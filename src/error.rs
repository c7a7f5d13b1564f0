//! Error Types
//!
//! Errors are split by the stage that raises them:
//!
//! - [`ValidationError`]: rejected at `create_workflow` time, the workflow never queues
//! - [`PlanningError`]: planner invariant violations, terminal for the execution
//! - [`NodeError`]: a single node failed, recorded per node and never propagated
//! - [`OrchestratorError`]: public API failures and workflow-terminal conditions

use std::time::Duration;

use thiserror::Error;

/// Structural problems found in a workflow definition.
#[derive(Error, Debug, Clone, PartialEq, Eq)]
pub enum ValidationError {
    #[error("Workflow has no nodes")]
    EmptyWorkflow,

    #[error("Node has empty or whitespace-only ID")]
    EmptyNodeId,

    #[error("Duplicate node ID: '{0}'")]
    DuplicateNodeId(String),

    #[error("Node '{node}' depends on unknown node '{dependency}'")]
    UnknownDependency { node: String, dependency: String },

    #[error("Node '{node}' has a run condition referencing unknown node '{reference}'")]
    UnknownConditionReference { node: String, reference: String },

    #[error("Workflow contains cyclic dependencies: {}", path.join(" -> "))]
    CyclicDependency { path: Vec<String> },

    #[error("max_parallel_tasks must be at least 1")]
    InvalidParallelism,
}

/// Failures while turning a validated graph into phases.
#[derive(Error, Debug, Clone, PartialEq, Eq)]
pub enum PlanningError {
    #[error("Definition failed validation: {0}")]
    Validation(#[from] ValidationError),

    #[error("Planner stalled with {} unscheduled nodes: {}", remaining.len(), remaining.join(", "))]
    Stalled { remaining: Vec<String> },

    #[error("Plan places node '{node}' no later than its dependency '{dependency}'")]
    InvariantViolated { node: String, dependency: String },
}

/// Failure of a single node's executor call.
#[derive(Error, Debug, Clone, PartialEq, Eq)]
pub enum NodeError {
    #[error("No executor registered for action '{0}'")]
    UnknownAction(String),

    #[error("Node '{node}' timed out after {timeout:?}")]
    Timeout { node: String, timeout: Duration },

    #[error("Node '{node}' failed: {message}")]
    Execution { node: String, message: String },

    #[error("Node '{0}' was cancelled before completing")]
    Cancelled(String),
}

impl NodeError {
    /// Convenience constructor for executor implementations.
    pub fn execution(node: impl Into<String>, message: impl Into<String>) -> Self {
        Self::Execution {
            node: node.into(),
            message: message.into(),
        }
    }
}

/// Errors surfaced by the orchestrator's public operations.
#[derive(Error, Debug)]
pub enum OrchestratorError {
    #[error("Invalid workflow: {0}")]
    Validation(#[from] ValidationError),

    #[error("Planning failed: {0}")]
    Planning(#[from] PlanningError),

    #[error("Workflow '{0}' not found")]
    WorkflowNotFound(String),

    #[error("Concurrent workflow limit reached (max: {max})")]
    ConcurrencyLimit { max: usize },

    #[error("Invalid status transition from {from} to {to}")]
    InvalidTransition { from: String, to: String },

    #[error("Workflow exceeded its global timeout of {timeout:?}")]
    GlobalTimeout { timeout: Duration },

    #[error("Execution task join error: {0}")]
    TaskJoin(String),

    #[error("Configuration error: {0}")]
    Config(String),

    #[error("IO error: {0}")]
    Io(#[from] std::io::Error),

    #[error("YAML error: {0}")]
    Yaml(#[from] serde_yaml::Error),

    #[error("JSON error: {0}")]
    Json(#[from] serde_json::Error),
}

pub type Result<T> = std::result::Result<T, OrchestratorError>;

#[cfg(test)]
mod tests {
    use super::*;

    #[test]
    fn test_cycle_error_shows_path() {
        let err = ValidationError::CyclicDependency {
            path: vec!["a".to_string(), "b".to_string(), "a".to_string()],
        };
        assert!(err.to_string().contains("a -> b -> a"));
    }

    #[test]
    fn test_planning_error_wraps_validation() {
        let err: PlanningError = ValidationError::EmptyWorkflow.into();
        assert!(err.to_string().contains("no nodes"));
    }

    #[test]
    fn test_node_error_display() {
        let err = NodeError::Timeout {
            node: "x".to_string(),
            timeout: Duration::from_secs(1),
        };
        assert!(err.to_string().contains("timed out"));

        let err = NodeError::execution("y", "boom");
        assert_eq!(err.to_string(), "Node 'y' failed: boom");
    }

    #[test]
    fn test_orchestrator_error_from_validation() {
        let err: OrchestratorError = ValidationError::InvalidParallelism.into();
        assert!(matches!(err, OrchestratorError::Validation(_)));
    }
}
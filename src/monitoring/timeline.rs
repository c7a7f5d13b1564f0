//! Execution Timeline
//!
//! Tracks node start/end times for execution summaries
//! and Gantt charts.

use std::collections::HashMap;
use std::time::Instant;

/// Type of timeline event.
#[derive(Debug, Clone, PartialEq)]
pub enum EventType {
    /// Node dispatched to its executor
    Started,
    /// Node completed successfully
    Completed,
    /// Node failed or timed out
    Failed,
    /// Node skipped by an unmet condition
    Skipped,
    /// Node interrupted by cancellation or the global timeout
    Cancelled,
}

impl EventType {
    /// Whether this event closes a node's bar.
    pub fn is_finish(&self) -> bool {
        !matches!(self, Self::Started | Self::Skipped)
    }
}

/// A single event in the execution timeline.
#[derive(Debug, Clone)]
pub struct TimelineEvent {
    /// ID of the node
    pub node_id: String,
    /// Type of event
    pub event_type: EventType,
    /// When the event occurred
    pub timestamp: Instant,
}

/// Tracks the execution timeline of a workflow.
///
/// Records when each node starts and finishes. A retried node keeps its
/// first start and its last finish.
#[derive(Debug, Clone)]
pub struct ExecutionTimeline {
    events: Vec<TimelineEvent>,
    start_time: Instant,
}

impl ExecutionTimeline {
    /// Creates a new timeline starting now.
    pub fn new() -> Self {
        Self {
            events: Vec::new(),
            start_time: Instant::now(),
        }
    }

    /// Records an event for a node.
    pub fn add_event(&mut self, node_id: impl Into<String>, event_type: EventType) {
        self.events.push(TimelineEvent {
            node_id: node_id.into(),
            event_type,
            timestamp: Instant::now(),
        });
    }

    /// Returns all recorded events.
    pub fn get_events(&self) -> &[TimelineEvent] {
        &self.events
    }

    /// Returns the total elapsed time since timeline creation.
    pub fn elapsed(&self) -> std::time::Duration {
        self.start_time.elapsed()
    }

    /// Generates an ASCII Gantt chart representation.
    ///
    /// Each node is shown as a bar indicating when it ran
    /// relative to the total execution time.
    pub fn gantt_chart(&self) -> String {
        let mut output = String::from("\nExecution Timeline:\n\n");

        let total_time = Instant::now().duration_since(self.start_time).as_millis();

        if total_time == 0 {
            return output;
        }

        // Scale to 50 characters width
        let scale = 50.0 / total_time as f64;

        let mut sorted_nodes: Vec<_> = self.spans().into_iter().collect();
        sorted_nodes.sort_by(|(a_id, (a_start, _)), (b_id, (b_start, _))| {
            a_start.cmp(b_start).then_with(|| a_id.cmp(b_id))
        });

        for (node_id, (start, end)) in sorted_nodes {
            if end > start {
                let start_pos = (start as f64 * scale) as usize;
                let duration = ((end - start) as f64 * scale).max(1.0) as usize;

                let mut bar = " ".repeat(start_pos);
                bar.push_str(&"#".repeat(duration));

                let duration_ms = end - start;
                output.push_str(&format!(
                    "{:12} |{}| ({} ms)\n",
                    truncate(&node_id, 12),
                    bar,
                    duration_ms
                ));
            }
        }

        output.push_str(&format!("\nTotal: {} ms\n", total_time));
        output
    }

    /// Returns node durations in milliseconds.
    pub fn get_durations(&self) -> HashMap<String, u128> {
        self.spans()
            .into_iter()
            .filter(|(_, (start, end))| end >= start)
            .map(|(id, (start, end))| (id, end - start))
            .collect()
    }

    /// (first start, last finish) offsets per node that both started and finished.
    fn spans(&self) -> HashMap<String, (u128, u128)> {
        let mut starts: HashMap<String, u128> = HashMap::new();
        let mut spans: HashMap<String, (u128, u128)> = HashMap::new();

        for event in &self.events {
            let elapsed = event.timestamp.duration_since(self.start_time).as_millis();

            if event.event_type == EventType::Started {
                starts.entry(event.node_id.clone()).or_insert(elapsed);
            } else if event.event_type.is_finish() {
                if let Some(&start) = starts.get(&event.node_id) {
                    spans.insert(event.node_id.clone(), (start, elapsed));
                }
            }
        }

        spans
    }
}

impl Default for ExecutionTimeline {
    fn default() -> Self {
        Self::new()
    }
}

/// Pads or shortens a node ID to `width` characters.
fn truncate(s: &str, width: usize) -> String {
    if s.chars().count() <= width {
        format!("{:width$}", s, width = width)
    } else {
        let head: String = s.chars().take(width.saturating_sub(3)).collect();
        format!("{}...", head)
    }
}

#[cfg(test)]
mod tests {
    use super::*;
    use std::thread;
    use std::time::Duration;

    #[test]
    fn test_timeline_creation() {
        let timeline = ExecutionTimeline::new();
        assert!(timeline.events.is_empty());
    }

    #[test]
    fn test_add_events() {
        let mut timeline = ExecutionTimeline::new();
        timeline.add_event("fetch".to_string(), EventType::Started);
        thread::sleep(Duration::from_millis(10));
        timeline.add_event("fetch".to_string(), EventType::Completed);

        assert_eq!(timeline.events.len(), 2);
    }

    #[test]
    fn test_get_durations() {
        let mut timeline = ExecutionTimeline::new();
        timeline.add_event("fetch".to_string(), EventType::Started);
        thread::sleep(Duration::from_millis(50));
        timeline.add_event("fetch".to_string(), EventType::Completed);

        let durations = timeline.get_durations();
        assert!(durations.contains_key("fetch"));
        assert!(*durations.get("fetch").unwrap() >= 50);
    }

    #[test]
    fn test_timeline_elapsed() {
        let timeline = ExecutionTimeline::new();
        thread::sleep(Duration::from_millis(50));

        let elapsed = timeline.elapsed();
        assert!(elapsed.as_millis() >= 50);
    }

    #[test]
    fn test_gantt_chart_generation() {
        let mut timeline = ExecutionTimeline::new();

        timeline.add_event("fetch".to_string(), EventType::Started);
        thread::sleep(Duration::from_millis(50));
        timeline.add_event("fetch".to_string(), EventType::Completed);

        timeline.add_event("parse".to_string(), EventType::Started);
        thread::sleep(Duration::from_millis(50));
        timeline.add_event("parse".to_string(), EventType::Completed);

        let chart = timeline.gantt_chart();
        assert!(chart.contains("fetch"));
        assert!(chart.contains("parse"));
        assert!(chart.contains("Total:"));
    }

    #[test]
    fn test_timeline_failed_event() {
        let mut timeline = ExecutionTimeline::new();

        timeline.add_event("fetch".to_string(), EventType::Started);
        timeline.add_event("fetch".to_string(), EventType::Failed);

        let events = timeline.get_events();
        assert_eq!(events.len(), 2);
        assert_eq!(events[1].event_type, EventType::Failed);
    }

    #[test]
    fn test_get_durations_only_started() {
        let mut timeline = ExecutionTimeline::new();
        timeline.add_event("fetch".to_string(), EventType::Started);

        let durations = timeline.get_durations();
        assert!(!durations.contains_key("fetch"));
    }

    #[test]
    fn test_gantt_chart_empty() {
        let timeline = ExecutionTimeline::new();
        let chart = timeline.gantt_chart();
        // Should return header but no node bars
        assert!(chart.contains("Timeline"));
    }

    #[test]
    fn test_retried_node_spans_both_attempts() {
        let mut timeline = ExecutionTimeline::new();

        timeline.add_event("flaky", EventType::Started);
        thread::sleep(Duration::from_millis(20));
        timeline.add_event("flaky", EventType::Failed);
        timeline.add_event("flaky", EventType::Started);
        thread::sleep(Duration::from_millis(20));
        timeline.add_event("flaky", EventType::Completed);

        let durations = timeline.get_durations();
        assert!(*durations.get("flaky").unwrap() >= 40);
    }

    #[test]
    fn test_skipped_node_has_no_duration() {
        let mut timeline = ExecutionTimeline::new();
        timeline.add_event("gated", EventType::Skipped);

        assert!(timeline.get_durations().is_empty());
        assert!(!EventType::Skipped.is_finish());
        assert!(EventType::Cancelled.is_finish());
    }

    #[test]
    fn test_overlapping_nodes_durations() {
        let mut timeline = ExecutionTimeline::new();

        timeline.add_event("fetch".to_string(), EventType::Started);
        thread::sleep(Duration::from_millis(20));
        timeline.add_event("parse".to_string(), EventType::Started);
        thread::sleep(Duration::from_millis(20));
        timeline.add_event("fetch".to_string(), EventType::Completed);
        thread::sleep(Duration::from_millis(20));
        timeline.add_event("parse".to_string(), EventType::Completed);

        let durations = timeline.get_durations();
        assert!(durations.contains_key("fetch"));
        assert!(durations.contains_key("parse"));
        assert!(*durations.get("fetch").unwrap() >= 20);
        assert!(*durations.get("parse").unwrap() >= 20);
    }
}
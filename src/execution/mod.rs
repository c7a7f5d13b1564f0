//! Workflow Execution Module
//!
//! Runs planned workflows against host-registered executors, one phase
//! at a time, and supervises their lifecycle.
//!
//! # Architecture
//!
//! - [`registry`]: The executor boundary and action-tag lookup
//! - [`conditions`]: Run-condition evaluation
//! - [`phase`]: Concurrent execution of one phase with retry
//! - [`orchestrator`]: Queue, lifecycle state machine, control and watchdog

pub mod conditions;
pub mod orchestrator;
pub mod phase;
pub mod registry;

pub use orchestrator::{ExecutionHandle, Orchestrator, WorkflowSummary};
pub use phase::{PhaseExecutor, PhaseOutcome};
pub use registry::{DryRunExecutor, ExecutionContext, ExecutorRegistry, NodeResult, TaskExecutor};
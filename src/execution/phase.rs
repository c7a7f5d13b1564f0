//! Phase Execution
//!
//! Runs every node of one phase concurrently and waits for all of them:
//!
//! 1. Run conditions are checked first; unmet nodes are skipped
//! 2. Ready nodes are dispatched to their executors, bounded by
//!    `max_parallel_tasks` and each node's own timeout
//! 3. Results are recorded as they arrive
//! 4. Under `RetryAndContinue`, failed nodes get exactly one more attempt

use std::collections::HashMap;
use std::sync::Arc;
use std::time::Duration;

use chrono::Local;
use futures::stream::{FuturesUnordered, StreamExt};
use log::{debug, info, Level};
use tokio::sync::Semaphore;
use tokio_util::sync::CancellationToken;

use crate::error::NodeError;
use crate::monitoring::events::{EventBus, WorkflowEvent};
use crate::workflow::state::WorkflowExecution;
use crate::workflow::validator::effective_dependencies;
use crate::workflow::{ErrorHandlingStrategy, WorkflowDefinition, WorkflowNode};

use super::conditions::{self, ConditionContext};
use super::registry::{ExecutionContext, ExecutorRegistry, NodeResult, TaskExecutor};

/// What happened to the nodes of one phase, after retries.
#[derive(Debug, Default, Clone)]
pub struct PhaseOutcome {
    pub completed: HashMap<String, NodeResult>,
    pub failed: HashMap<String, NodeError>,
    pub skipped: Vec<String>,
    pub cancelled: Vec<String>,
    /// Nodes that were given a second attempt
    pub retried: Vec<String>,
}

impl PhaseOutcome {
    /// True if at least one node is still failed after retries.
    pub fn has_failures(&self) -> bool {
        !self.failed.is_empty()
    }
}

/// Dispatches phases of an execution to registered executors.
#[derive(Debug, Clone)]
pub struct PhaseExecutor {
    registry: Arc<ExecutorRegistry>,
    events: Option<EventBus>,
}

impl PhaseExecutor {
    pub fn new(registry: Arc<ExecutorRegistry>) -> Self {
        Self {
            registry,
            events: None,
        }
    }

    /// Publishes node events to `events`.
    pub fn with_events(mut self, events: EventBus) -> Self {
        self.events = Some(events);
        self
    }

    /// Runs one phase to completion.
    ///
    /// Nodes still in flight when `cancel` fires are recorded as cancelled.
    pub async fn run_phase(
        &self,
        execution: &mut WorkflowExecution,
        phase: &[String],
        cancel: &CancellationToken,
    ) -> PhaseOutcome {
        let definition = Arc::clone(&execution.definition);
        let mut outcome = PhaseOutcome::default();
        let mut ready = Vec::with_capacity(phase.len());

        let now = Local::now().time();
        for node_id in phase {
            let Some(node) = definition.get_node(node_id) else {
                let error = NodeError::execution(node_id, "node is not part of the definition");
                execution.record_failed(node_id, error.clone());
                outcome.failed.insert(node_id.clone(), error);
                continue;
            };

            let check = conditions::check_node(
                node,
                &ConditionContext {
                    completed: &execution.completed_nodes,
                    results: &execution.node_results,
                    now,
                },
            );

            match check {
                Ok(()) => ready.push(node_id.clone()),
                Err(reason) => {
                    execution.record_skipped(node_id, &reason);
                    self.publish(WorkflowEvent::NodeSkipped {
                        workflow_id: execution.id.clone(),
                        node_id: node_id.clone(),
                        reason,
                    });
                    outcome.skipped.push(node_id.clone());
                }
            }
        }

        self.dispatch(execution, &definition, &ready, cancel, &mut outcome)
            .await;

        if definition.error_handling_strategy == ErrorHandlingStrategy::RetryAndContinue
            && outcome.has_failures()
            && !cancel.is_cancelled()
        {
            let retry: Vec<String> = ready
                .iter()
                .filter(|id| outcome.failed.contains_key(*id))
                .filter(|id| {
                    definition
                        .get_node(id)
                        .map_or(false, |node| node.retry_policy.retryable)
                })
                .cloned()
                .collect();

            if !retry.is_empty() {
                execution.log(
                    Level::Info,
                    format!("Retrying {} failed node(s): {}", retry.len(), retry.join(", ")),
                );
                outcome.retried = retry.clone();
                self.dispatch(execution, &definition, &retry, cancel, &mut outcome)
                    .await;
            }
        }

        debug!(
            "[{}] Phase done: {} completed, {} failed, {} skipped, {} cancelled",
            execution.id,
            outcome.completed.len(),
            outcome.failed.len(),
            outcome.skipped.len(),
            outcome.cancelled.len()
        );

        outcome
    }

    /// Runs `node_ids` concurrently and records each result as it arrives.
    async fn dispatch(
        &self,
        execution: &mut WorkflowExecution,
        definition: &WorkflowDefinition,
        node_ids: &[String],
        cancel: &CancellationToken,
        outcome: &mut PhaseOutcome,
    ) {
        let semaphore = Arc::new(Semaphore::new(definition.max_parallel_tasks.max(1)));
        let mut pending = FuturesUnordered::new();

        for node_id in node_ids {
            let Some(node) = definition.get_node(node_id) else {
                continue;
            };

            let attempt = execution.mark_running(node_id);
            let delay = if attempt > 1 {
                node.retry_policy.delay
            } else {
                Duration::ZERO
            };

            let dependency_results = effective_dependencies(node)
                .into_iter()
                .filter_map(|dep| {
                    execution
                        .node_results
                        .get(dep)
                        .map(|result| (dep.to_string(), result.clone()))
                })
                .collect();

            let context = ExecutionContext {
                execution_id: execution.id.clone(),
                workflow_name: definition.name.clone(),
                node_id: node_id.clone(),
                attempt,
                dependency_results,
                cancellation: cancel.child_token(),
            };

            info!(
                "[{}] Dispatching '{}' ({}), attempt {}",
                execution.id, node_id, node.action, attempt
            );

            let executor = self.registry.resolve(&node.action);
            let semaphore = Arc::clone(&semaphore);
            let cancel = cancel.clone();

            pending.push(async move {
                let result = run_node(executor, node, delay, context, semaphore, cancel).await;
                (node.id.clone(), result)
            });
        }

        while let Some((node_id, result)) = pending.next().await {
            match result {
                Ok(result) => {
                    execution.record_completed(&node_id, result.clone());
                    outcome.failed.remove(&node_id);
                    self.publish(WorkflowEvent::NodeCompleted {
                        workflow_id: execution.id.clone(),
                        node_id: node_id.clone(),
                        result: result.clone(),
                    });
                    outcome.completed.insert(node_id, result);
                }
                Err(NodeError::Cancelled(_)) => {
                    execution.record_cancelled(&node_id);
                    outcome.failed.remove(&node_id);
                    outcome.cancelled.push(node_id);
                }
                Err(error) => {
                    execution.record_failed(&node_id, error.clone());
                    self.publish(WorkflowEvent::NodeFailed {
                        workflow_id: execution.id.clone(),
                        node_id: node_id.clone(),
                        error: error.to_string(),
                    });
                    outcome.failed.insert(node_id, error);
                }
            }

            self.publish(WorkflowEvent::Progress {
                workflow_id: execution.id.clone(),
                completed: execution.completed_nodes.len(),
                total: definition.len(),
            });
        }
    }

    fn publish(&self, event: WorkflowEvent) {
        if let Some(events) = &self.events {
            events.publish(event);
        }
    }
}

/// One executor call with its concurrency slot, retry delay and timeout.
async fn run_node(
    executor: Result<Arc<dyn TaskExecutor>, NodeError>,
    node: &WorkflowNode,
    delay: Duration,
    context: ExecutionContext,
    semaphore: Arc<Semaphore>,
    cancel: CancellationToken,
) -> Result<NodeResult, NodeError> {
    let executor = executor?;
    let node_id = node.id.clone();

    let work = async {
        let _permit = semaphore
            .acquire()
            .await
            .map_err(|_| NodeError::Cancelled(node.id.clone()))?;

        if !delay.is_zero() {
            tokio::time::sleep(delay).await;
        }

        let call = executor.execute(&node.action, &node.steps, node.timeout, context);
        match tokio::time::timeout(node.timeout, call).await {
            Ok(result) => result,
            Err(_) => Err(NodeError::Timeout {
                node: node.id.clone(),
                timeout: node.timeout,
            }),
        }
    };

    tokio::select! {
        result = work => result,
        _ = cancel.cancelled() => Err(NodeError::Cancelled(node_id)),
    }
}
//! Execution Planner
//!
//! Turns a validated workflow into an ordered list of phases:
//! - Kahn-style topological layering
//! - Priority ordering among simultaneously eligible nodes
//! - Phase size bounded by `max_parallel_tasks`
//! - Optional reshaping by the optimization advisor

use std::collections::{BTreeSet, HashMap};

use log::{debug, info};
use serde::{Deserialize, Serialize};

use crate::error::PlanningError;

use super::model::{OptimizationStrategy, WorkflowDefinition};
use super::optimizer::OptimizationAdvisor;
use super::validator::{self, DependencyGraph};

/// Ordered phases; each phase holds node IDs that may run concurrently.
#[derive(Serialize, Deserialize, Debug, Clone, Default, PartialEq, Eq)]
pub struct ExecutionPlan {
    pub phases: Vec<Vec<String>>,
}

impl ExecutionPlan {
    pub fn new(phases: Vec<Vec<String>>) -> Self {
        Self { phases }
    }

    /// Number of phases.
    pub fn len(&self) -> usize {
        self.phases.len()
    }

    pub fn is_empty(&self) -> bool {
        self.phases.is_empty()
    }

    /// Total number of scheduled nodes across all phases.
    pub fn node_count(&self) -> usize {
        self.phases.iter().map(Vec::len).sum()
    }

    /// Index of the phase containing `node_id`.
    pub fn phase_of(&self, node_id: &str) -> Option<usize> {
        self.phases
            .iter()
            .position(|phase| phase.iter().any(|id| id == node_id))
    }

    /// Size of the largest phase.
    pub fn widest_phase(&self) -> usize {
        self.phases.iter().map(Vec::len).max().unwrap_or(0)
    }

    /// Checks that every node appears exactly once and strictly after all
    /// of its dependencies.
    pub fn verify(&self, graph: &DependencyGraph) -> Result<(), PlanningError> {
        let mut phase_index: HashMap<&str, usize> = HashMap::new();
        for (index, phase) in self.phases.iter().enumerate() {
            for id in phase {
                phase_index.insert(id.as_str(), index);
            }
        }

        let missing: Vec<String> = graph
            .order
            .iter()
            .filter(|id| !phase_index.contains_key(id.as_str()))
            .cloned()
            .collect();
        if !missing.is_empty() || self.node_count() != graph.len() {
            return Err(PlanningError::Stalled { remaining: missing });
        }

        for id in &graph.order {
            let node_phase = phase_index[id.as_str()];
            for dep in graph.dependencies(id) {
                if phase_index.get(dep.as_str()).map_or(true, |&p| p >= node_phase) {
                    return Err(PlanningError::InvariantViolated {
                        node: id.clone(),
                        dependency: dep.clone(),
                    });
                }
            }
        }

        Ok(())
    }
}

/// Plans a single definition.
///
/// # Example
///
/// ```
/// use phasekeeper::workflow::{ExecutionPlanner, WorkflowDefinition, WorkflowNode};
///
/// let definition = WorkflowDefinition::from_nodes(
///     "example",
///     vec![
///         WorkflowNode::new("a", "task"),
///         WorkflowNode::new("b", "task").depends_on("a"),
///     ],
/// );
/// let plan = ExecutionPlanner::new(&definition).unwrap().plan().unwrap();
/// assert_eq!(plan.phases, vec![vec!["a".to_string()], vec!["b".to_string()]]);
/// ```
pub struct ExecutionPlanner<'a> {
    definition: &'a WorkflowDefinition,
    graph: DependencyGraph,
}

impl<'a> ExecutionPlanner<'a> {
    /// Validates the definition and builds its dependency graph.
    pub fn new(definition: &'a WorkflowDefinition) -> Result<Self, PlanningError> {
        validator::validate(definition)?;
        let graph = validator::build(definition);

        info!(
            "Creating planner for '{}': {} nodes, max {} parallel",
            definition.name,
            graph.len(),
            definition.max_parallel_tasks
        );

        Ok(Self { definition, graph })
    }

    pub fn graph(&self) -> &DependencyGraph {
        &self.graph
    }

    /// Groups nodes into phases by topological layer.
    ///
    /// Each round takes every node whose dependencies are all scheduled,
    /// orders them by priority (descending, ties by definition order) and
    /// keeps the first `max_parallel_tasks` as the next phase. Deterministic
    /// for a fixed definition.
    pub fn plan(&self) -> Result<ExecutionPlan, PlanningError> {
        let nodes = &self.definition.nodes;
        let max_parallel = self.definition.max_parallel_tasks.max(1);

        let mut unresolved: HashMap<&str, usize> = nodes
            .iter()
            .map(|n| (n.id.as_str(), self.graph.in_degree(&n.id)))
            .collect();
        let mut unscheduled: BTreeSet<usize> = (0..nodes.len()).collect();
        let mut phases = Vec::new();

        while !unscheduled.is_empty() {
            let mut candidates: Vec<usize> = unscheduled
                .iter()
                .copied()
                .filter(|&i| unresolved[nodes[i].id.as_str()] == 0)
                .collect();

            if candidates.is_empty() {
                let remaining = unscheduled.iter().map(|&i| nodes[i].id.clone()).collect();
                return Err(PlanningError::Stalled { remaining });
            }

            candidates.sort_by(|&a, &b| {
                nodes[b]
                    .priority
                    .cmp(&nodes[a].priority)
                    .then_with(|| a.cmp(&b))
            });
            candidates.truncate(max_parallel);

            for &i in &candidates {
                unscheduled.remove(&i);
                for dependent in self.graph.dependents(&nodes[i].id) {
                    if let Some(count) = unresolved.get_mut(dependent.as_str()) {
                        *count = count.saturating_sub(1);
                    }
                }
            }

            let phase: Vec<String> = candidates.iter().map(|&i| nodes[i].id.clone()).collect();
            debug!("Phase {}: {:?}", phases.len(), phase);
            phases.push(phase);
        }

        Ok(ExecutionPlan::new(phases))
    }

    /// Reshapes `base` with `strategy` and re-checks the dependency ordering
    /// of the result.
    pub fn optimize(
        &self,
        base: ExecutionPlan,
        strategy: OptimizationStrategy,
    ) -> Result<ExecutionPlan, PlanningError> {
        let optimized =
            OptimizationAdvisor::new(self.definition, &self.graph).optimize(base, strategy);
        optimized.verify(&self.graph)?;
        Ok(optimized)
    }

    /// Plans, then applies `strategy`.
    pub fn plan_with_strategy(
        &self,
        strategy: OptimizationStrategy,
    ) -> Result<ExecutionPlan, PlanningError> {
        self.optimize(self.plan()?, strategy)
    }
}

/// Plans a definition with its own optimization strategy.
pub fn plan(definition: &WorkflowDefinition) -> Result<ExecutionPlan, PlanningError> {
    ExecutionPlanner::new(definition)?.plan_with_strategy(definition.optimization_strategy)
}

####

Pull out every line of the entries that includes the word "registered".

    #[error("No executor registered for action '{0}'")]
//! Runs planned workflows against host-registered executors, one phase
/// Dispatches phases of an execution to registered executors.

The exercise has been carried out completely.